The Service Contract Act of 1965 (41 U.S.C. 351-357) (the Act) provides for minimum wages and fringe benefits as well as other conditions of work under certain types of service contracts. Whether or not the Act applies to a specific service contract will be determined by the definitions and exceptions given in the Act, or implementing regulations.
In those service contracts for which the Government requires the highest competence obtainable, as evidenced in a solicitation by a request for a technical/management proposal and a resultant technical evaluation and source selection, the small business Certificate of Competency procedures may not apply (see Subpart 19.6).
Contracts with “Pinkerton Detective Agencies or similar organizations” are prohibited by 5 U.S.C. 3108. This prohibition applies only to contracts with organizations that offer quasi-military armed forces for hire, or with their employees, regardless of the contract’s character. An organization providing guard or protective services does not thereby become a “quasi-military armed force,” even though the guards are armed or the organization provides general investigative or detective services. (See 57 Comp. Gen. 524.)

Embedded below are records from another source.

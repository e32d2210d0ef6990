use std::sync::Arc;

use axum::extract::State;
use axum::Json;
use tracing::info;

use crate::build::BuildSnapshot;
use crate::catalog::CatalogClient;
use crate::compat::ValidationReport;
use crate::error::EngineError;

use super::AppState;

/// Validate a build and report its issues split by severity.
pub async fn validate_build<C: CatalogClient>(
    State(state): State<Arc<AppState<C>>>,
    Json(snapshot): Json<BuildSnapshot>,
) -> Result<Json<ValidationReport>, EngineError> {
    info!("Validating build with {} parts", snapshot.parts.len() + snapshot.storage.len());

    let build = snapshot.hydrate(state.catalog()).await?;
    let report = state.validator.report(&build);
    info!(
        "Validation found {} errors, {} warnings",
        report.errors.len(),
        report.warnings.len()
    );
    Ok(Json(report))
}

#[cfg(test)]
mod tests {
    use super::*;
    use crate::commands::test_state::state;
    use crate::compat::IssueType;
    use std::collections::BTreeMap;

    fn snapshot(parts: &[(&str, &str)]) -> BuildSnapshot {
        BuildSnapshot {
            parts: parts
                .iter()
                .map(|(k, v)| (k.to_string(), v.to_string()))
                .collect::<BTreeMap<_, _>>(),
            ..Default::default()
        }
    }

    #[tokio::test]
    async fn test_validate_reports_socket_mismatch() {
        let Json(report) = validate_build(
            State(state()),
            Json(snapshot(&[("cpu", "cpu-am5"), ("motherboard", "mb-lga")])),
        )
        .await
        .unwrap();
        assert_eq!(report.errors.len(), 1);
        assert_eq!(report.errors[0].issue_type, IssueType::SocketMismatch);
    }

    #[tokio::test]
    async fn test_validate_rejects_unknown_category() {
        let err = validate_build(State(state()), Json(snapshot(&[("fan", "fan-1")])))
            .await
            .unwrap_err();
        assert!(matches!(err, EngineError::Configuration(_)));
    }

    #[tokio::test]
    async fn test_validate_rejects_unknown_id() {
        let err = validate_build(State(state()), Json(snapshot(&[("cpu", "cpu-missing")])))
            .await
            .unwrap_err();
        assert!(matches!(err, EngineError::Configuration(_)));
    }
}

(a) The contracting officer shall insert the provision at 52.237-1, Site Visit, in solicitations for services to be performed on Government installations, unless the solicitation is for construction.
(b) The contracting officer shall insert the clause at 52.237-2, Protection of Government Buildings, Equipment, and Vegetation, in solicitations and contracts for services to be performed on Government installations, unless a construction contract is contemplated.

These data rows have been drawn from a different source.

use std::path::{Path, PathBuf};

use chrono::{Duration, Utc};
use rusqlite::{params, Connection};
use tracing::{debug, info, warn};

use crate::error::{EngineError, EngineResult};

use super::types::{CatalogHit, CatalogQuery, Component};
use super::CatalogClient;

/// SQLite-backed cache of catalog search results with TTL-based expiration.
/// Keyed by the canonical query signature; never a source of truth.
/// All operations are synchronous (rusqlite is blocking).
/// Callers in async contexts should use `tokio::task::spawn_blocking`.
pub struct QueryCache {
    conn: Connection,
}

impl QueryCache {
    /// Open or create the cache database at the given path.
    /// Creates the `search_cache` table and index if they don't exist.
    pub fn new(db_path: &Path) -> Result<Self, String> {
        let conn = Connection::open(db_path)
            .map_err(|e| format!("Failed to open cache database at {:?}: {}", db_path, e))?;

        conn.execute_batch(
            "CREATE TABLE IF NOT EXISTS search_cache (
                signature TEXT PRIMARY KEY,
                hits_json TEXT NOT NULL,
                cached_at TEXT NOT NULL,
                expires_at TEXT NOT NULL
            );
            CREATE INDEX IF NOT EXISTS idx_search_cache_expires ON search_cache(expires_at);",
        )
        .map_err(|e| format!("Failed to create cache table: {}", e))?;

        Ok(Self { conn })
    }

    /// Look up cached hits for a query signature.
    /// Returns None if not found or if the entry has expired.
    pub fn get(&self, signature: &str) -> Result<Option<Vec<CatalogHit>>, String> {
        let now = Utc::now().to_rfc3339();

        let mut stmt = self
            .conn
            .prepare("SELECT hits_json FROM search_cache WHERE signature = ?1 AND expires_at > ?2")
            .map_err(|e| format!("Failed to prepare cache query: {}", e))?;

        let result = stmt.query_row(params![signature, now], |row| row.get::<_, String>(0));

        match result {
            Ok(json) => {
                let hits: Vec<CatalogHit> = serde_json::from_str(&json)
                    .map_err(|e| format!("Failed to deserialize cached hits: {}", e))?;
                Ok(Some(hits))
            }
            Err(rusqlite::Error::QueryReturnedNoRows) => Ok(None),
            Err(e) => Err(format!("Cache lookup failed: {}", e)),
        }
    }

    /// Store hits for a signature with the given TTL in seconds.
    /// Overwrites any existing entry for the same signature.
    pub fn put(&self, signature: &str, hits: &[CatalogHit], ttl_secs: i64) -> Result<(), String> {
        let now = Utc::now();
        let expires = now + Duration::seconds(ttl_secs);
        let json = serde_json::to_string(hits)
            .map_err(|e| format!("Failed to serialize hits for cache: {}", e))?;

        self.conn
            .execute(
                "INSERT OR REPLACE INTO search_cache
                 (signature, hits_json, cached_at, expires_at)
                 VALUES (?1, ?2, ?3, ?4)",
                params![signature, json, now.to_rfc3339(), expires.to_rfc3339()],
            )
            .map_err(|e| format!("Failed to store hits in cache: {}", e))?;

        Ok(())
    }

    /// Delete all expired entries from the cache.
    /// Returns the number of deleted rows.
    pub fn clear_expired(&self) -> Result<usize, String> {
        let now = Utc::now().to_rfc3339();
        let count = self
            .conn
            .execute("DELETE FROM search_cache WHERE expires_at < ?1", params![now])
            .map_err(|e| format!("Failed to clear expired cache entries: {}", e))?;

        info!("Cleared {} expired cache entries", count);
        Ok(count)
    }
}

/// Read-through cache around another catalog client.
///
/// Only searches are cached; `fetch` always goes to the inner client so a
/// build is hydrated from current data. Cache failures are logged and the
/// inner client is used as if the cache were absent.
pub struct CachedCatalog<C> {
    inner: C,
    db_path: Option<PathBuf>,
    ttl_secs: i64,
}

impl<C: CatalogClient> CachedCatalog<C> {
    pub fn new(inner: C, db_path: PathBuf, ttl_secs: i64) -> Self {
        Self {
            inner,
            db_path: Some(db_path),
            ttl_secs,
        }
    }

    /// Wrap a client without caching.
    pub fn uncached(inner: C) -> Self {
        Self {
            inner,
            db_path: None,
            ttl_secs: 0,
        }
    }

    pub fn inner(&self) -> &C {
        &self.inner
    }

    pub fn is_caching(&self) -> bool {
        self.db_path.is_some() && self.ttl_secs > 0
    }

    async fn cached(&self, signature: &str) -> Option<Vec<CatalogHit>> {
        let db_path = self.db_path.clone()?;
        let key = signature.to_string();
        let result = tokio::task::spawn_blocking(move || {
            let cache = QueryCache::new(&db_path)?;
            cache.get(&key)
        })
        .await
        .map_err(|e| format!("Cache task panicked: {}", e));

        match result {
            Ok(Ok(hits)) => hits,
            Ok(Err(e)) | Err(e) => {
                warn!("Cache lookup failed for {}: {}, querying catalog", signature, e);
                None
            }
        }
    }

    async fn store(&self, signature: &str, hits: &[CatalogHit]) {
        let Some(db_path) = self.db_path.clone() else {
            return;
        };
        let key = signature.to_string();
        let hits = hits.to_vec();
        let ttl = self.ttl_secs;
        let result = tokio::task::spawn_blocking(move || {
            let cache = QueryCache::new(&db_path)?;
            cache.put(&key, &hits, ttl)
        })
        .await
        .map_err(|e| format!("Cache store task panicked: {}", e));

        if let Ok(Err(e)) | Err(e) = result {
            warn!("Failed to cache hits for {}: {}", signature, e);
        }
    }

    /// Delete expired entries. Returns the number removed (0 when not caching).
    /// Unlike lookups, a failure here is reported as `EngineError::Storage`.
    pub async fn purge_expired(&self) -> EngineResult<usize> {
        let Some(db_path) = self.db_path.clone() else {
            return Ok(0);
        };
        tokio::task::spawn_blocking(move || {
            let cache = QueryCache::new(&db_path)?;
            cache.clear_expired()
        })
        .await
        .map_err(|e| format!("Cache task panicked: {}", e))
        .and_then(|r| r)
        .map_err(EngineError::Storage)
    }
}

impl<C: CatalogClient> CatalogClient for CachedCatalog<C> {
    async fn search(&self, query: &CatalogQuery) -> EngineResult<Vec<CatalogHit>> {
        if !self.is_caching() {
            return self.inner.search(query).await;
        }

        let signature = query.signature();
        if let Some(hits) = self.cached(&signature).await {
            debug!("Cache hit for {}", signature);
            return Ok(hits);
        }
        debug!("Cache miss for {}", signature);

        let hits = self.inner.search(query).await?;
        self.store(&signature, &hits).await;
        Ok(hits)
    }

    async fn fetch(&self, ids: &[String]) -> EngineResult<Vec<Component>> {
        self.inner.fetch(ids).await
    }
}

(c) The contracting officer may insert the clause at 52.237-3, Continuity of Services, in solicitations and contracts for services, when --
(1) The services under the contract are considered vital to the Government and must be continued without interruption and when, upon contract expiration, a successor, either the Government or another contractor, may continue them; and
(2) The Government anticipates difficulties during the transition from one contractor to another or to the Government. Examples of instances where use of the clause may be appropriate are services in remote locations or services requiring personnel with special security clearances.
(d) See 9.508 regarding the use of an appropriate provision and clause concerning the subject of conflict-of-interest, which may at times be significant in solicitations and contracts for services.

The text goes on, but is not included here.